Despite the benefits of innovation diffusion in the South African public service, implementation thereof seems to be problematic, particularly with regard to e-governance which would enhance the quality of service delivery, especially accessibility, choice, and mode of operation. This paper reports on differences between the public service and the private sector in terms of innovation diffusion. Innovation diffusion will be investigated to explore identified obstacles that are hindering successful implementation of e-governance. The research inquiry is underpinned by the diffusion of innovation theory, which is premised on the assumption that innovation has a distinct channel, time, and mode of adoption within the organisation.
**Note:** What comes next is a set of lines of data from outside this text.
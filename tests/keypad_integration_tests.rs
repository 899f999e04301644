//! End-to-end checks against the public library API: keypads driven key by
//! key, the one-shot evaluator, and the history file round trip.

use calcpad::core::expr::{self, BinaryOp, EvalError};
use calcpad::core::functions::{AngleMode, UnaryFunction};
use calcpad::core::history::{self, History, HistoryEntry};
use calcpad::core::key::{Key, KeypadKind};
use calcpad::core::keypad::{ERROR_TOKEN, Keypad, Outcome};

fn press_str(keypad: &mut Keypad, input: &str) -> Outcome {
    let mut outcome = Outcome::Ignored;
    for c in input.chars() {
        let key = Key::from_char(c).unwrap_or_else(|| panic!("no key for {c:?}"));
        outcome = keypad.press(key);
    }
    outcome
}

fn result_of(outcome: Outcome) -> String {
    match outcome {
        Outcome::Evaluated(evaluation) => evaluation.result,
        other => panic!("expected an evaluation, got {other:?}"),
    }
}

#[test]
fn decimal_point_is_idempotent() {
    for digits in ["", "0", "7", "12", "3.5", "0.25"] {
        let mut once = Keypad::new(KeypadKind::Basic);
        press_str(&mut once, digits);
        let mut twice = once.clone();

        once.press(Key::Decimal);
        twice.press(Key::Decimal);
        twice.press(Key::Decimal);
        assert_eq!(once.operand(), twice.operand(), "after {digits:?}");
    }
}

#[test]
fn backspace_undoes_digit() {
    for prefix in ["", "5", "12+3", "(4×", "0.5", "12+", "(", "(4)"] {
        let mut keypad = Keypad::new(KeypadKind::Basic);
        press_str(&mut keypad, prefix);
        let before = keypad.clone();
        keypad.press(Key::Digit(8));
        keypad.press(Key::Backspace);

        assert_eq!(keypad.expression(), before.expression(), "after {prefix:?}");
        assert_eq!(keypad.paren_depth(), before.paren_depth(), "after {prefix:?}");
        assert_eq!(
            keypad.is_waiting_for_operand(),
            before.is_waiting_for_operand(),
            "after {prefix:?}"
        );
        assert_eq!(
            keypad.last_input_was_operator(),
            before.last_input_was_operator(),
            "after {prefix:?}"
        );
        if !before.is_waiting_for_operand() {
            assert_eq!(keypad, before, "after {prefix:?}");
        }
    }
}

#[test]
fn operator_after_erased_operand_overrides() {
    let mut keypad = Keypad::new(KeypadKind::Basic);
    press_str(&mut keypad, "5+3");
    keypad.press(Key::Backspace);
    keypad.press(Key::Operator(BinaryOp::Multiply));
    assert_eq!(keypad.expression(), "5×");
}

#[test]
fn multiplication_binds_tighter() {
    let mut keypad = Keypad::new(KeypadKind::Basic);
    assert_eq!(result_of(press_str(&mut keypad, "2+3×4=")), "14");
}

#[test]
fn parentheses_group() {
    let mut keypad = Keypad::new(KeypadKind::Basic);
    assert_eq!(result_of(press_str(&mut keypad, "(2+3)×4=")), "20");
}

#[test]
fn repeated_operator_overrides() {
    let mut keypad = Keypad::new(KeypadKind::Basic);
    press_str(&mut keypad, "5+");
    keypad.press(Key::Operator(BinaryOp::Add));
    assert_eq!(keypad.expression(), "5+");
    keypad.press(Key::Operator(BinaryOp::Multiply));
    assert_eq!(keypad.expression(), "5×");
}

#[test]
fn toggle_parenthesis_opens_nested() {
    let mut keypad = Keypad::new(KeypadKind::Basic);
    keypad.press(Key::ParenToggle);
    assert_eq!(keypad.paren_depth(), 1);
    keypad.press(Key::ParenToggle);
    assert_eq!(keypad.paren_depth(), 2);
    assert_eq!(keypad.expression(), "((");

    press_str(&mut keypad, "1+");
    keypad.press(Key::ParenToggle);
    assert_eq!(keypad.paren_depth(), 3);
}

#[test]
fn sine_of_ninety_degrees() {
    let mut keypad = Keypad::new(KeypadKind::Scientific);
    press_str(&mut keypad, "90");
    keypad.press(Key::Function(UnaryFunction::Sin));
    let value: f64 = keypad.operand().parse().unwrap();
    assert!((value - 1.0).abs() < 1e-9);
}

#[test]
fn division_by_zero_recovers_on_next_digit() {
    let mut keypad = Keypad::new(KeypadKind::Basic);
    let outcome = press_str(&mut keypad, "5÷0=");
    assert_eq!(outcome, Outcome::Failed(EvalError::DivisionByZero));
    assert_eq!(keypad.operand(), ERROR_TOKEN);

    keypad.press(Key::Digit(7));
    assert_eq!(keypad.operand(), "7");
    assert_eq!(keypad.expression(), "");
    assert!(!keypad.is_errored());
}

#[test]
fn basic_keypad_ignores_scientific_keys() {
    let mut keypad = Keypad::new(KeypadKind::Basic);
    press_str(&mut keypad, "9");
    assert_eq!(keypad.press(Key::Function(UnaryFunction::Sqrt)), Outcome::Ignored);
    assert_eq!(keypad.operand(), "9");
}

#[test]
fn one_shot_evaluator() {
    assert_eq!(expr::evaluate("2+3*4", AngleMode::Degrees), Ok(14.0));
    assert_eq!(expr::evaluate("2^3^2", AngleMode::Degrees), Ok(512.0));
    assert_eq!(expr::evaluate("5!", AngleMode::Degrees), Ok(120.0));
    let cos_pi = expr::evaluate("cos(pi)", AngleMode::Radians).unwrap();
    assert!((cos_pi + 1.0).abs() < 1e-12);
    assert_eq!(
        expr::evaluate("1/0", AngleMode::Degrees),
        Err(EvalError::DivisionByZero)
    );
    assert_eq!(
        expr::evaluate("(1+2", AngleMode::Degrees),
        Err(EvalError::UnbalancedParen)
    );
    assert_eq!(expr::evaluate("", AngleMode::Degrees), Err(EvalError::UnexpectedEnd));
}

#[test]
fn history_file_round_trip() {
    let path = std::env::temp_dir().join(format!(
        "calcpad-integration-{}-history.json",
        std::process::id()
    ));
    let mut tape = History::with_limit(2);
    tape.push(HistoryEntry::new("1+1".to_string(), "2".to_string()));
    tape.push(HistoryEntry::new("2+2".to_string(), "4".to_string()));
    tape.push(HistoryEntry::new("3+3".to_string(), "6".to_string()));

    history::save_to(&tape, &path).unwrap();
    let loaded = history::load_from(&path, 2).unwrap();
    assert_eq!(loaded, tape);
    assert_eq!(loaded.entries()[0].result, "4");

    let _ = std::fs::remove_file(&path);
}
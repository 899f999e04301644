//! # Keypad Component
//!
//! The button grid. Keyboard users move a highlight with the arrow keys and
//! press the highlighted button with Space; mouse users click buttons.
//!
//! Follows the persistent state + transient wrapper pattern:
//! - `KeypadState` lives in `TuiState` (the highlighted cell)
//! - `KeypadView` is created each frame with borrowed state and props

use ratatui::Frame;
use ratatui::layout::{Constraint, Layout, Position, Rect};
use ratatui::style::{Color, Modifier, Style};
use ratatui::widgets::{Block, Borders, Paragraph};

use crate::Mode;
use crate::core::functions::AngleMode;
use crate::core::key::{BASIC_LAYOUT, Key, KeypadKind, SCIENTIFIC_LAYOUT};
use crate::tui::component::{Component, EventHandler};
use crate::tui::event::TuiEvent;

pub type KeyLayout = &'static [&'static [Key]];

/// The grid shown for a mode. The fraction calculator borrows the basic
/// grid for its digits and operators.
pub fn layout_for(mode: Mode) -> KeyLayout {
    match mode {
        Mode::Scientific => SCIENTIFIC_LAYOUT,
        Mode::Basic | Mode::Fraction => BASIC_LAYOUT,
    }
}

/// Whether a button does anything in `mode`.
pub fn is_active(mode: Mode, key: Key) -> bool {
    match mode {
        Mode::Basic => KeypadKind::Basic.supports(key),
        Mode::Scientific => KeypadKind::Scientific.supports(key),
        Mode::Fraction => matches!(
            key,
            Key::Digit(_) | Key::Operator(_) | Key::Clear | Key::Backspace | Key::Equals
        ),
    }
}

/// Split `area` into one rect per button. Rows share the height evenly and
/// each row shares its width evenly, so rows may differ in button count.
pub fn key_cells(area: Rect, layout: KeyLayout) -> Vec<Vec<Rect>> {
    let row_count = layout.len() as u32;
    let rows = Layout::vertical(vec![Constraint::Ratio(1, row_count.max(1)); layout.len()])
        .split(area);
    layout
        .iter()
        .zip(rows.iter())
        .map(|(keys, row_area)| {
            let col_count = keys.len() as u32;
            Layout::horizontal(vec![Constraint::Ratio(1, col_count.max(1)); keys.len()])
                .split(*row_area)
                .to_vec()
        })
        .collect()
}

/// Find the button under a screen position.
pub fn hit_test(area: Rect, layout: KeyLayout, column: u16, row: u16) -> Option<(usize, usize)> {
    let position = Position::new(column, row);
    key_cells(area, layout)
        .iter()
        .enumerate()
        .find_map(|(r, cells)| {
            cells
                .iter()
                .position(|cell| cell.contains(position))
                .map(|c| (r, c))
        })
}

/// Persistent state: which button is highlighted.
pub struct KeypadState {
    layout: KeyLayout,
    pub row: usize,
    pub col: usize,
}

/// Events emitted by the keypad.
#[derive(Debug, Clone, Copy, PartialEq)]
pub enum KeypadEvent {
    Press(Key),
}

impl KeypadState {
    pub fn new(layout: KeyLayout) -> Self {
        Self {
            layout,
            row: 0,
            col: 0,
        }
    }

    /// Swap layouts (mode change), keeping the highlight inside the grid.
    pub fn set_layout(&mut self, layout: KeyLayout) {
        self.layout = layout;
        self.select(self.row, self.col);
    }

    pub fn layout(&self) -> KeyLayout {
        self.layout
    }

    pub fn selected_key(&self) -> Option<Key> {
        self.layout
            .get(self.row)
            .and_then(|keys| keys.get(self.col))
            .copied()
    }

    /// Highlight a cell, clamped to the grid.
    pub fn select(&mut self, row: usize, col: usize) {
        self.row = row.min(self.layout.len().saturating_sub(1));
        let width = self.layout.get(self.row).map_or(0, |keys| keys.len());
        self.col = col.min(width.saturating_sub(1));
    }
}

impl EventHandler for KeypadState {
    type Event = KeypadEvent;

    fn handle_event(&mut self, event: &TuiEvent) -> Option<KeypadEvent> {
        match event {
            TuiEvent::CursorUp => {
                self.select(self.row.saturating_sub(1), self.col);
                None
            }
            TuiEvent::CursorDown => {
                self.select(self.row + 1, self.col);
                None
            }
            TuiEvent::CursorLeft => {
                self.select(self.row, self.col.saturating_sub(1));
                None
            }
            TuiEvent::CursorRight => {
                self.select(self.row, self.col + 1);
                None
            }
            TuiEvent::InputChar(' ') => self.selected_key().map(KeypadEvent::Press),
            _ => None,
        }
    }
}

/// Transient render wrapper for the button grid.
pub struct KeypadView<'a> {
    state: &'a KeypadState,
    mode: Mode,
    angle_mode: AngleMode,
}

impl<'a> KeypadView<'a> {
    pub fn new(state: &'a KeypadState, mode: Mode, angle_mode: AngleMode) -> Self {
        Self {
            state,
            mode,
            angle_mode,
        }
    }

    fn label(&self, key: Key) -> String {
        match key {
            Key::AngleToggle => self.angle_mode.label().to_string(),
            other => other.label(),
        }
    }

    fn style(&self, key: Key, selected: bool) -> Style {
        let base = if !is_active(self.mode, key) {
            Style::default().fg(Color::DarkGray)
        } else {
            match key {
                Key::Equals => Style::default().fg(Color::Black).bg(Color::Green),
                Key::Operator(_) | Key::Power | Key::Root => Style::default().fg(Color::Yellow),
                Key::Clear | Key::Backspace => Style::default().fg(Color::Red),
                Key::Function(_) | Key::Constant(_) | Key::AngleToggle => {
                    Style::default().fg(Color::Cyan)
                }
                _ => Style::default(),
            }
        };
        if selected {
            base.add_modifier(Modifier::BOLD | Modifier::REVERSED)
        } else {
            base
        }
    }
}

impl Component for KeypadView<'_> {
    fn render(&mut self, frame: &mut Frame, area: Rect) {
        let layout = self.state.layout();
        for (r, (keys, cells)) in layout.iter().zip(key_cells(area, layout)).enumerate() {
            for (c, (key, cell)) in keys.iter().zip(cells).enumerate() {
                let selected = r == self.state.row && c == self.state.col;
                let style = self.style(*key, selected);

                // Bordered buttons need three rows; smaller grids render flat
                let (block, inner) = if cell.height >= 3 {
                    let block = Block::default()
                        .borders(Borders::ALL)
                        .border_style(style.remove_modifier(Modifier::REVERSED));
                    let inner = block.inner(cell);
                    (Some(block), inner)
                } else {
                    (None, cell)
                };
                if let Some(block) = block {
                    frame.render_widget(block, cell);
                }

                let [_, label_area, _] = Layout::vertical([
                    Constraint::Fill(1),
                    Constraint::Length(1),
                    Constraint::Fill(1),
                ])
                .areas(inner);
                let label = Paragraph::new(self.label(*key)).style(style).centered();
                frame.render_widget(label, label_area);
            }
        }
    }
}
A comparative thematic document analysis was conducted to investigate organisational differences with regard to innovation diffusion. A similar approach has been followed in other countries, where the same conceptual framework has been used to guide document analysis in studies in both the private and the public sectors. As per the recommended conceptual framework, three organisational characteristics were emphasised, namely the external characteristics of the organisation, the organisational structure, and the inherent characteristics of the leadership. The results indicated that the main difference in the external characteristics lies in the focus and the clientele of the private sector. With regard to organisational structure, private organisations have veto power, which is not the case in the public service. Regarding leadership, similarities were observed in social and environmental responsibility and employees’ attitudes towards immediate supervision. Differences identified included risk taking, the adequacy of leadership development, organisational approaches to motivation and involvement in decision making, and leadership style. Due to the organisational differences observed, it is recommended that differentiated strategies be employed to ensure effective innovation diffusion, and ultimately e-governance. It is recommended that the results of this research be used to stimulate discussion on ways to improve collaboration between the mentioned sectors, to capitalise on the benefits of each sector.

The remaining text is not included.